WORK INSTRUCTION » Which of the lines below hold the word "mpsc"? Pull each of them out.

#### GIVEN RECORDS ####

/// Something that happened on a socket.
#[derive(Debug)]
pub enum SocketEvent {
    /// A link is up. Emitted once per (re)connection.
    Connected {
        /// Remote address, if the link reports one.
        remote: Option<SocketAddr>,
    },
    /// Bytes read from the link, in arrival order.
    Data(Bytes),
    /// The link went down. `error` is `None` for an orderly close by the
    /// peer.
    Closed {
        /// Why the link went down.
        error: Option<TransportError>,
    },
    /// A reconnect attempt is scheduled.
    Reconnecting {
        /// Attempt number since the backoff was last reset.
        attempt: u32,
        /// Delay before the attempt.
        delay: Duration,
    },
}

/// Receiving half of a socket's event channel.
pub type SocketEvents = mpsc::Receiver<SocketEvent>;

struct Inner<L> {
    state: SocketState,
    role: SocketRole,
    link: Option<Arc<L>>,
    remote: Option<SocketAddr>,
    queue: OutboundQueue,
    reconnect: ReconnectPolicy,
    backoff: Backoff,
    /// Write error seen by `send`, picked up by the I/O task.
    failure: Option<io::Error>,
}

struct Shared<L> {
    inner: Mutex<Inner<L>>,
    /// Signals the I/O task that the queue or failure state changed.
    wake: Notify,
    events: mpsc::Sender<SocketEvent>,
    read_buffer_size: usize,
}

impl<L: Link> Shared<L> {
    fn set_state(inner: &mut Inner<L>, next: SocketState) {
        if inner.state == next {
            return;
        }
        if !inner.state.can_transition_to(next) {
            debug!(from = %inner.state, to = %next, "unexpected socket transition");
        }
        trace!(from = %inner.state, to = %next, "socket state");
        inner.state = next;
    }

    fn attach(&self, link: Arc<L>) -> Option<SocketAddr> {
        let mut inner = self.inner.lock().unwrap();
        inner.remote = link.peer_addr().ok();
        inner.link = Some(link);
        inner.queue.clear();
        inner.failure = None;
        Self::set_state(&mut inner, SocketState::Established);
        inner.remote
    }

    fn detach(&self) {
        let mut inner = self.inner.lock().unwrap();
        inner.link = None;
        inner.queue.clear();
        inner.failure = None;
        Self::set_state(&mut inner, SocketState::Closed);
    }

    fn set_connecting(&self) {
        let mut inner = self.inner.lock().unwrap();
        Self::set_state(&mut inner, SocketState::Connecting);
    }

    fn set_closed(&self) {
        let mut inner = self.inner.lock().unwrap();
        Self::set_state(&mut inner, SocketState::Closed);
    }

    /// Returns the delay before the next attempt, or `None` if reconnect
    /// is disabled.
    fn next_retry(&self) -> Option<(u32, Duration)> {
        let mut inner = self.inner.lock().unwrap();
        if !inner.reconnect.enabled {
            return None;
        }
        let delay = inner.backoff.next_delay();
        Some((inner.backoff.attempts(), delay))
    }

    async fn emit(&self, event: SocketEvent) -> bool {
        self.events.send(event).await.is_ok()
    }

    fn has_pending(&self) -> bool {
        !self.inner.lock().unwrap().queue.is_empty()
    }

    fn take_failure(&self) -> Option<io::Error> {
        self.inner.lock().unwrap().failure.take()
    }

    fn send(&self, buf: Bytes) -> Result<SendStatus, TransportError> {
        let mut inner = self.inner.lock().unwrap();
        let link = match (inner.state, &inner.link) {
            (SocketState::Established, Some(link)) => Arc::clone(link),
            (SocketState::Closed, _) => return Err(TransportError::Closed),
            (state, _) => {
                return Err(TransportError::InvalidState {
                    state,
                    operation: "send",
                })
            }
        };
        if inner.failure.is_some() {
            return Err(TransportError::Closed);
        }

        // Preserve ordering behind anything already queued.
        if !inner.queue.is_empty() || inner.queue.would_block() {
            let status = inner.queue.push(buf);
            drop(inner);
            self.wake.notify_one();
            return Ok(status);
        }

        let status = match link.try_write(&buf) {
            Ok(n) if n == buf.len() => SendStatus::Normal,
            Ok(n) if link.kind() == LinkKind::Stream => {
                inner.queue.set_would_block(true);
                inner.queue.push(buf.slice(n..))
            }
            Ok(n) => {
                warn!(written = n, len = buf.len(), "short datagram write, buffer dropped");
                return Ok(SendStatus::Normal);
            }
            Err(e) if e.kind() == io::ErrorKind::WouldBlock => {
                inner.queue.set_would_block(true);
                inner.queue.push(buf)
            }
            Err(e) => {
                warn!(error = %e, "write failed");
                inner.failure = Some(io::Error::new(e.kind(), e.to_string()));
                drop(inner);
                self.wake.notify_one();
                return Err(e.into());
            }
        };
        drop(inner);
        self.wake.notify_one();
        Ok(status)
    }

    /// Writes queued buffers until the queue is empty or the link would
    /// block.
    fn flush(&self, link: &L) -> io::Result<()> {
        let mut inner = self.inner.lock().unwrap();
        let kind = link.kind();

        while let Some(front) = inner.queue.front().cloned() {
            match link.try_write(&front) {
                Ok(n) if n == front.len() => {
                    inner.queue.pop();
                }
                Ok(0) if kind == LinkKind::Stream => {
                    return Err(io::ErrorKind::WriteZero.into());
                }
                Ok(n) => match kind {
                    LinkKind::Stream => inner.queue.advance(n),
                    LinkKind::Datagram => {
                        warn!(written = n, len = front.len(), "short datagram write, buffer dropped");
                        inner.queue.pop();
                    }
                },
                Err(e) if e.kind() == io::ErrorKind::WouldBlock => {
                    inner.queue.set_would_block(true);
                    return Ok(());
                }
                Err(e) => return Err(e),
            }
        }

        inner.queue.set_would_block(false);
        Ok(())
    }
}

/// A non-blocking socket with an outbound queue and optional reconnect.
///
/// Dropping the socket stops its I/O task and closes the link.
pub struct TransportSocket<L: Link> {
    shared: Arc<Shared<L>>,
    task: Mutex<Option<JoinHandle<()>>>,
}

impl<L: Link> std::fmt::Debug for TransportSocket<L> {
    fn fmt(&self, f: &mut std::fmt::Formatter<'_>) -> std::fmt::Result {
        f.debug_struct("TransportSocket")
            .field("state", &self.state())
            .field("role", &self.role())
            .field("remote", &self.remote_addr())
            .finish_non_exhaustive()
    }
}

####

WRITTEN SOLUTION »
pub type SocketEvents = mpsc::Receiver<SocketEvent>;
    events: mpsc::Sender<SocketEvent>,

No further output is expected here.